WHAT YOU WILL DO: Using the listing below, please count the lines that contain the string "OnceLock". Only the number is wanted.
::::::::::
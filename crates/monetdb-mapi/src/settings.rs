//! Process-wide driver settings.
//!
//! Settings are read from the environment on first use unless a value was
//! installed earlier with [`install`]. They govern cancellation, the pool
//! sweeper and the defaults used by the pool registry.

use std::sync::{OnceLock, PoisonError, RwLock};
use std::time::Duration;

use monetdb_core::error::ConfigError;
use monetdb_core::{Error, Result};
use serde::{Deserialize, Serialize};

/// What cancelling a running statement does.
#[derive(Debug, Clone, Copy, PartialEq, Eq, Default, Serialize, Deserialize)]
#[serde(rename_all = "snake_case")]
pub enum CancelStrategy {
    /// Cancellation is not supported
    #[default]
    None,
    /// Close the session's socket and drop it from its pool
    TerminateSession,
}

impl std::str::FromStr for CancelStrategy {
    type Err = Error;

    fn from_str(s: &str) -> Result<Self> {
        match s.trim().to_ascii_lowercase().replace('-', "_").as_str() {
            "none" => Ok(Self::None),
            "terminate_session" | "terminatesession" => Ok(Self::TerminateSession),
            other => Err(config_error(format!("unknown cancel strategy {other:?}"))),
        }
    }
}

#[derive(Debug, Clone, PartialEq, Eq, Serialize, Deserialize)]
#[serde(default)]
pub struct Settings {
    pub cancel_strategy: CancelStrategy,
    /// Pause between two sweeps of the pool registry
    pub sweep_interval: Duration,
    /// Idle sessions older than this are closed by the sweeper
    pub idle_max_age: Duration,
    pub pool_min: usize,
    pub pool_max: usize,
    pub receive_timeout: Option<Duration>,
}

impl Default for Settings {
    fn default() -> Self {
        Self {
            cancel_strategy: CancelStrategy::None,
            sweep_interval: Duration::from_secs(1),
            idle_max_age: Duration::from_secs(5 * 60),
            pool_min: 1,
            pool_max: 10,
            receive_timeout: Some(Duration::from_secs(120)),
        }
    }
}

impl Settings {
    pub const CANCEL_STRATEGY_VAR: &'static str = "MONETDB_CANCEL_STRATEGY";
    pub const SWEEP_INTERVAL_VAR: &'static str = "MONETDB_SWEEP_INTERVAL_MS";
    pub const IDLE_MAX_AGE_VAR: &'static str = "MONETDB_IDLE_MAX_AGE_SECS";
    pub const POOL_MIN_VAR: &'static str = "MONETDB_POOL_MIN";
    pub const POOL_MAX_VAR: &'static str = "MONETDB_POOL_MAX";
    pub const RECEIVE_TIMEOUT_VAR: &'static str = "MONETDB_RECEIVE_TIMEOUT_SECS";

    /// Parse settings from a JSON document; missing fields take defaults.
    pub fn from_json(json: &str) -> Result<Self> {
        serde_json::from_str(json).map_err(|e| {
            Error::Config(ConfigError {
                message: format!("invalid settings document: {e}"),
                source: Some(Box::new(e)),
            })
        })
    }

    /// Read settings from `MONETDB_*` environment variables.
    pub fn from_env() -> Result<Self> {
        Self::from_lookup(|key| std::env::var(key).ok())
    }

    /// Build settings from an arbitrary variable lookup.
    pub fn from_lookup<F>(lookup: F) -> Result<Self>
    where
        F: Fn(&str) -> Option<String>,
    {
        let mut settings = Self::default();
        if let Some(v) = lookup(Self::CANCEL_STRATEGY_VAR) {
            settings.cancel_strategy = v.parse()?;
        }
        if let Some(v) = lookup(Self::SWEEP_INTERVAL_VAR) {
            settings.sweep_interval = Duration::from_millis(parse_var(Self::SWEEP_INTERVAL_VAR, &v)?);
        }
        if let Some(v) = lookup(Self::IDLE_MAX_AGE_VAR) {
            settings.idle_max_age = Duration::from_secs(parse_var(Self::IDLE_MAX_AGE_VAR, &v)?);
        }
        if let Some(v) = lookup(Self::POOL_MIN_VAR) {
            settings.pool_min = parse_var(Self::POOL_MIN_VAR, &v)?;
        }
        if let Some(v) = lookup(Self::POOL_MAX_VAR) {
            settings.pool_max = parse_var(Self::POOL_MAX_VAR, &v)?;
        }
        if let Some(v) = lookup(Self::RECEIVE_TIMEOUT_VAR) {
            let secs: u64 = parse_var(Self::RECEIVE_TIMEOUT_VAR, &v)?;
            settings.receive_timeout = (secs > 0).then(|| Duration::from_secs(secs));
        }
        settings.validate()?;
        Ok(settings)
    }

    pub fn validate(&self) -> Result<()> {
        if self.pool_min == 0 || self.pool_min > self.pool_max {
            return Err(config_error(format!(
                "pool bounds must satisfy 1 <= min <= max, got min={} max={}",
                self.pool_min, self.pool_max
            )));
        }
        if self.sweep_interval.is_zero() {
            return Err(config_error("sweep interval must be positive"));
        }
        Ok(())
    }
}

fn parse_var<T>(name: &str, value: &str) -> Result<T>
where
    T: std::str::FromStr,
    T::Err: std::error::Error + Send + Sync + 'static,
{
    value.trim().parse().map_err(|e: T::Err| {
        Error::Config(ConfigError {
            message: format!("invalid value {value:?} for {name}"),
            source: Some(Box::new(e)),
        })
    })
}

fn config_error(message: impl Into<String>) -> Error {
    Error::Config(ConfigError {
        message: message.into(),
        source: None,
    })
}

static SETTINGS: OnceLock<RwLock<Settings>> = OnceLock::new();

fn global() -> &'static RwLock<Settings> {
    SETTINGS.get_or_init(|| {
        let settings = Settings::from_env().unwrap_or_else(|e| {
            tracing::warn!(error = %e, "ignoring invalid MONETDB_* settings");
            Settings::default()
        });
        RwLock::new(settings)
    })
}

/// Replace the process-wide settings.
pub fn install(settings: Settings) -> Result<()> {
    settings.validate()?;
    tracing::debug!(?settings, "installing driver settings");
    *global().write().unwrap_or_else(PoisonError::into_inner) = settings;
    Ok(())
}

/// Snapshot of the process-wide settings.
pub fn current() -> Settings {
    global()
        .read()
        .unwrap_or_else(PoisonError::into_inner)
        .clone()
}

#[cfg(test)]
mod tests {
    use super::*;
    use std::collections::HashMap;

    fn lookup(vars: &[(&str, &str)]) -> impl Fn(&str) -> Option<String> {
        let vars: HashMap<String, String> = vars
            .iter()
            .map(|(k, v)| ((*k).to_string(), (*v).to_string()))
            .collect();
        move |key| vars.get(key).cloned()
    }

    #[test]
    fn test_defaults() {
        let settings = Settings::from_lookup(lookup(&[])).unwrap();
        assert_eq!(settings, Settings::default());
        assert_eq!(settings.cancel_strategy, CancelStrategy::None);
        assert_eq!(settings.sweep_interval, Duration::from_secs(1));
        assert_eq!(settings.idle_max_age, Duration::from_secs(300));
    }

    #[test]
    fn test_environment_overrides() {
        let settings = Settings::from_lookup(lookup(&[
            ("MONETDB_CANCEL_STRATEGY", "terminate-session"),
            ("MONETDB_SWEEP_INTERVAL_MS", "250"),
            ("MONETDB_IDLE_MAX_AGE_SECS", "60"),
            ("MONETDB_POOL_MIN", "2"),
            ("MONETDB_POOL_MAX", "4"),
            ("MONETDB_RECEIVE_TIMEOUT_SECS", "0"),
        ]))
        .unwrap();
        assert_eq!(settings.cancel_strategy, CancelStrategy::TerminateSession);
        assert_eq!(settings.sweep_interval, Duration::from_millis(250));
        assert_eq!(settings.idle_max_age, Duration::from_secs(60));
        assert_eq!((settings.pool_min, settings.pool_max), (2, 4));
        assert_eq!(settings.receive_timeout, None);
    }

    #[test]
    fn test_invalid_values_rejected() {
        assert!(matches!(
            Settings::from_lookup(lookup(&[("MONETDB_POOL_MAX", "many")])),
            Err(Error::Config(_))
        ));
        assert!(matches!(
            Settings::from_lookup(lookup(&[("MONETDB_CANCEL_STRATEGY", "abort")])),
            Err(Error::Config(_))
        ));
        assert!(matches!(
            Settings::from_lookup(lookup(&[("MONETDB_POOL_MIN", "5"), ("MONETDB_POOL_MAX", "2")])),
            Err(Error::Config(_))
        ));
    }

    #[test]
    fn test_from_json() {
        let settings =
            Settings::from_json(r#"{"cancel_strategy":"terminate_session","pool_max":3}"#)
                .unwrap();
        assert_eq!(settings.cancel_strategy, CancelStrategy::TerminateSession);
        assert_eq!(settings.pool_max, 3);
        assert_eq!(settings.pool_min, 1);
        assert!(Settings::from_json("{").is_err());
    }
}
::::::::::
ANSWER SECTION: 2